Children’s media landscape has evolved significantly in recent years, with mobile devices becoming ubiquitous and the number of screens in our homes, our pockets, and our bags growing. Parents and educators can’t stop talking about apps, and the debates over screen time and technology management continue, as they should. But what really matters is what is on those screens.

I am not a “techevangalist” and I value a world that maintains a certain skepticism about exposing children to technology, but I am highly interested in how children and families use and engage with technology. As parents and educators, we should all advocate for rigorous and well-considered development and implementation of the sites and apps our children use.

This belief helped drive the development of the Children’s App Manifesto with app developer Andy Russell. The Manifesto calls for a more nuanced approach to children and technology, one that puts children’s development at the center of the app development process – not the technology for its own sake.

Touchscreen devices now allow young children to engage with technology that was previously beyond their capacity because they lacked the fine motor skills to coordinate a mouse or the capacity to make a distinction between mouse, keyboard, and screen. To understand this, just watch an 18 month old engage with a touchscreen: whereas a computer would have been inaccessible, now they can open apps, choose what content they would like, and engage with the device rather than push randomly on the keyboard. We now see marketplaces and app stores flooded with apps aimed at supporting the learning and development of young children.

Some apps are well designed and really support children to learn more, such as those that teach literacy and storytelling through the use of audio and video. But many apps just replicate resources and learning tools we already have, like flashcards and ABCs, adding little value. We need to work toward understanding what apps will support our children to learn in new and different ways, not just replace everything in their lives with a touchscreen.

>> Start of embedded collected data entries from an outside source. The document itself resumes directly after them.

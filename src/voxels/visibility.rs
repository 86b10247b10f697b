use glam::IVec3;
use rayon::prelude::*;

use crate::geometry::{direction::Direction, int_box::IntBox};
use crate::scene::graph::VoxelFrame;

/// Visibility of one voxel face, as far as its own frame can tell.
#[derive(Clone, Copy, Debug, Default, PartialEq, Eq, Hash, serde::Serialize, serde::Deserialize)]
pub enum FaceVisibility {
    /// An occupied neighbor in the same frame covers the face.
    #[default]
    Hidden,
    /// Open space inside the frame.
    Visible,
    /// Open space at the frame boundary; another shape may still cover it.
    VisibleAtFrameEdge,
}

impl FaceVisibility {
    #[inline]
    pub fn is_hidden(self) -> bool {
        self == FaceVisibility::Hidden
    }
}

/// Face visibility per [`Direction`], in direction table order.
#[derive(Clone, Copy, Debug, Default, PartialEq, Eq, Hash)]
pub struct FaceVisibilities([FaceVisibility; 6]);

impl FaceVisibilities {
    pub fn new(faces: [FaceVisibility; 6]) -> Self {
        Self(faces)
    }

    #[inline]
    pub fn get(&self, direction: Direction) -> FaceVisibility {
        self.0[direction.index()]
    }

    pub fn set(&mut self, direction: Direction, visibility: FaceVisibility) {
        self.0[direction.index()] = visibility;
    }

    pub fn any_visible(&self) -> bool {
        self.0.iter().any(|v| !v.is_hidden())
    }

    /// Re-key by world direction: entry `w` takes the local face `local_of(w)`.
    pub fn remap(&self, local_of: impl Fn(Direction) -> Direction) -> Self {
        let mut out = Self::default();
        for world in Direction::ALL {
            out.set(world, self.get(local_of(world)));
        }
        out
    }
}

/// Voxel with at least one face that may be seen.
#[derive(Clone, Copy, Debug, PartialEq, Eq)]
pub struct VisibleVoxel {
    /// Minimum corner in frame space.
    pub min: IVec3,
    /// Faces keyed by local direction.
    pub faces: FaceVisibilities,
    /// Palette index.
    pub color: u8,
}

impl VisibleVoxel {
    /// Unit box in frame space.
    pub fn local_box(&self) -> IntBox {
        IntBox::unit_at(self.min)
    }
}

/// Classify the faces of every occupied cell in `frame`, dropping fully enclosed voxels.
///
/// Voxels come out in linear cell order.
pub fn frame_visibility(frame: &VoxelFrame) -> Vec<VisibleVoxel> {
    let last = frame.size() - IVec3::new(1, 1, 1);
    frame
        .cells()
        .filter_map(|(index, color)| {
            let min = frame.position_of(index);
            let mut faces = FaceVisibilities::default();
            for direction in Direction::ALL {
                let neighbor = min + direction.unit();
                let visibility = if frame.is_occupied(neighbor) {
                    FaceVisibility::Hidden
                } else if at_frame_edge(min, last, direction) {
                    FaceVisibility::VisibleAtFrameEdge
                } else {
                    FaceVisibility::Visible
                };
                faces.set(direction, visibility);
            }
            faces.any_visible().then_some(VisibleVoxel { min, faces, color })
        })
        .collect()
}

fn at_frame_edge(min: IVec3, last: IVec3, direction: Direction) -> bool {
    match direction {
        Direction::MinusX => min.x == 0,
        Direction::PlusX => min.x == last.x,
        Direction::MinusY => min.y == 0,
        Direction::PlusY => min.y == last.y,
        Direction::MinusZ => min.z == 0,
        Direction::PlusZ => min.z == last.z,
    }
}

/// [`frame_visibility`] for every frame, in parallel, indexed like `frames`.
#[tracing::instrument(skip(frames), fields(frames = frames.len()))]
pub fn all_frame_visibility(frames: &[VoxelFrame]) -> Vec<Vec<VisibleVoxel>> {
    let started = std::time::Instant::now();
    let out = frames.par_iter().map(frame_visibility).collect::<Vec<_>>();
    tracing::info!(
        elapsed_ms = started.elapsed().as_millis() as u64,
        voxels = out.iter().map(Vec::len).sum::<usize>(),
        "frame visibility computed"
    );
    out
}

#[cfg(test)]
#[path = "../../tests/unit/voxels/visibility.rs"]
mod tests;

In a 2010 article for Wired.com I called for a rating system for children’s apps. I wanted to develop ways to educate parents about quality apps that support learning and development. Since then, we have seen an evolution, as services like YogiPlay, KinderTown, CommonSense Media’s Learning Ratings, and others are helping parents and others understand how and why apps are useful for their children and in what context they are best used.

Simultaneously, I developed a method of my own, and while working on this, I realized we could work with those who are doing the grunt work – the developers of educational apps.

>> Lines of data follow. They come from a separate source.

use crate::foundation::error::{IsovoxError, IsovoxResult};
use crate::geometry::affine::IntAffine;

/// Discrete axis-permutation rotation as packed by the voxel editor.
///
/// Bits 0-1 hold the column of row 0's nonzero entry and bits 2-3 the column of row 1's.
/// Row 2 takes the remaining column. Bits 4, 5 and 6 negate rows 0, 1 and 2.
#[derive(Clone, Copy, Debug, PartialEq, Eq)]
pub struct Rotation {
    rows: [[i32; 3]; 3],
}

impl Default for Rotation {
    fn default() -> Self {
        Self::IDENTITY
    }
}

impl Rotation {
    /// No rotation.
    pub const IDENTITY: Self = Self {
        rows: [[1, 0, 0], [0, 1, 0], [0, 0, 1]],
    };

    /// Decode a packed rotation byte.
    pub fn from_byte(byte: u8) -> IsovoxResult<Self> {
        let c0 = usize::from(byte & 0b11);
        let c1 = usize::from((byte >> 2) & 0b11);
        if c0 > 2 || c1 > 2 || c0 == c1 {
            return Err(IsovoxError::validation(format!(
                "invalid packed rotation byte {byte:#04x}"
            )));
        }
        let c2 = 3 - c0 - c1;

        let sign = |bit: u8| if byte & (1 << bit) != 0 { -1 } else { 1 };
        let mut rows = [[0; 3]; 3];
        rows[0][c0] = sign(4);
        rows[1][c1] = sign(5);
        rows[2][c2] = sign(6);
        Ok(Self { rows })
    }

    /// Row-major 3x3 entries.
    pub fn rows(&self) -> [[i32; 3]; 3] {
        self.rows
    }

    /// Embed into a 4x4 affine transform with no translation.
    pub fn to_affine(&self) -> IntAffine {
        let r = &self.rows;
        IntAffine::from_rows([
            [r[0][0], r[0][1], r[0][2], 0],
            [r[1][0], r[1][1], r[1][2], 0],
            [r[2][0], r[2][1], r[2][2], 0],
            [0, 0, 0, 1],
        ])
    }
}

#[cfg(test)]
#[path = "../../tests/unit/geometry/rotation.rs"]
mod tests;
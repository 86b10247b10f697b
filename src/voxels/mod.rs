pub mod visibility;
pub mod world_map;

This idea has become Better Apps.

Better Apps provides an assessment tool and a range of services to help developers understand children’s learning and development. The self-assessment tool asks developers a series of “yes” and “no” questions, then provides feedback on the capacity of the app to engage learners, to teach 21st century skills, and to foster creativity. It is not a complete answer, but it is a way to start a discussion and build a bridge between those creating code and those who know how and why children learn.

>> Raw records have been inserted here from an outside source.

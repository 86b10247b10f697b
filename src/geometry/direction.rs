use glam::IVec3;

use crate::foundation::error::{IsovoxError, IsovoxResult};
use crate::geometry::affine::IntAffine;

/// One of the six axis directions, in the fixed order used for face tables.
#[derive(Clone, Copy, Debug, PartialEq, Eq, Hash, serde::Serialize, serde::Deserialize)]
pub enum Direction {
    /// Towards negative X.
    MinusX = 0,
    /// Towards positive X.
    PlusX = 1,
    /// Towards negative Y.
    MinusY = 2,
    /// Towards positive Y.
    PlusY = 3,
    /// Towards negative Z.
    MinusZ = 4,
    /// Towards positive Z.
    PlusZ = 5,
}

impl Direction {
    /// All directions in table order.
    pub const ALL: [Direction; 6] = [
        Direction::MinusX,
        Direction::PlusX,
        Direction::MinusY,
        Direction::PlusY,
        Direction::MinusZ,
        Direction::PlusZ,
    ];

    /// Table index `0..6`.
    #[inline]
    pub fn index(self) -> usize {
        self as usize
    }

    /// Unit vector pointing along this direction.
    pub fn unit(self) -> IVec3 {
        match self {
            Direction::MinusX => IVec3::new(-1, 0, 0),
            Direction::PlusX => IVec3::new(1, 0, 0),
            Direction::MinusY => IVec3::new(0, -1, 0),
            Direction::PlusY => IVec3::new(0, 1, 0),
            Direction::MinusZ => IVec3::new(0, 0, -1),
            Direction::PlusZ => IVec3::new(0, 0, 1),
        }
    }

    /// Direction pointing the other way.
    pub fn opposite(self) -> Direction {
        match self {
            Direction::MinusX => Direction::PlusX,
            Direction::PlusX => Direction::MinusX,
            Direction::MinusY => Direction::PlusY,
            Direction::PlusY => Direction::MinusY,
            Direction::MinusZ => Direction::PlusZ,
            Direction::PlusZ => Direction::MinusZ,
        }
    }

    /// Classify a rotated unit vector by its first nonzero component (X, then Y, then Z).
    pub fn classify(v: IVec3) -> IsovoxResult<Direction> {
        let d = if v.x < 0 {
            Direction::MinusX
        } else if v.x > 0 {
            Direction::PlusX
        } else if v.y < 0 {
            Direction::MinusY
        } else if v.y > 0 {
            Direction::PlusY
        } else if v.z < 0 {
            Direction::MinusZ
        } else if v.z > 0 {
            Direction::PlusZ
        } else {
            return Err(IsovoxError::scene(
                "rotation collapsed a face direction to the zero vector",
            ));
        };
        Ok(d)
    }
}

/// Where each local face direction ends up after a shape's rotation, and the inverse.
#[derive(Clone, Copy, Debug, PartialEq, Eq)]
pub struct DirectionMap {
    local_to_world: [Direction; 6],
    world_to_local: [Direction; 6],
}

impl Default for DirectionMap {
    fn default() -> Self {
        Self {
            local_to_world: Direction::ALL,
            world_to_local: Direction::ALL,
        }
    }
}

impl DirectionMap {
    /// Derive the table from the rotation part of `transform`.
    pub fn from_transform(transform: &IntAffine) -> IsovoxResult<Self> {
        let rotation = transform.rotation_part();
        let mut map = Self::default();
        let mut seen = [false; 6];
        for local in Direction::ALL {
            let world = Direction::classify(rotation.transform_vector(local.unit()))?;
            if seen[world.index()] {
                return Err(IsovoxError::scene(format!(
                    "rotation maps two faces onto {world:?}"
                )));
            }
            seen[world.index()] = true;
            map.local_to_world[local.index()] = world;
            map.world_to_local[world.index()] = local;
        }
        Ok(map)
    }

    /// World direction that local face `local` faces after rotation.
    #[inline]
    pub fn world_of(&self, local: Direction) -> Direction {
        self.local_to_world[local.index()]
    }

    /// Local face that ends up facing world direction `world`.
    #[inline]
    pub fn local_of(&self, world: Direction) -> Direction {
        self.world_to_local[world.index()]
    }
}

#[cfg(test)]
#[path = "../../tests/unit/geometry/direction.rs"]
mod tests;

Better Apps recognizes that we are all in this together. We all want the best for our children, so we offer Top 5s, not as recommendations (though in a way they are), but as inspiration and even provocation to app developers to say, “Try to improve on this.”

Parents and educators can do this too. Email app developers and tell them what works and what doesn’t. Tell them the functionality your child requires to learn, improve, and play in the digital environments they inhabit.

We are all responsible for helping make better apps. Let’s not settle for less.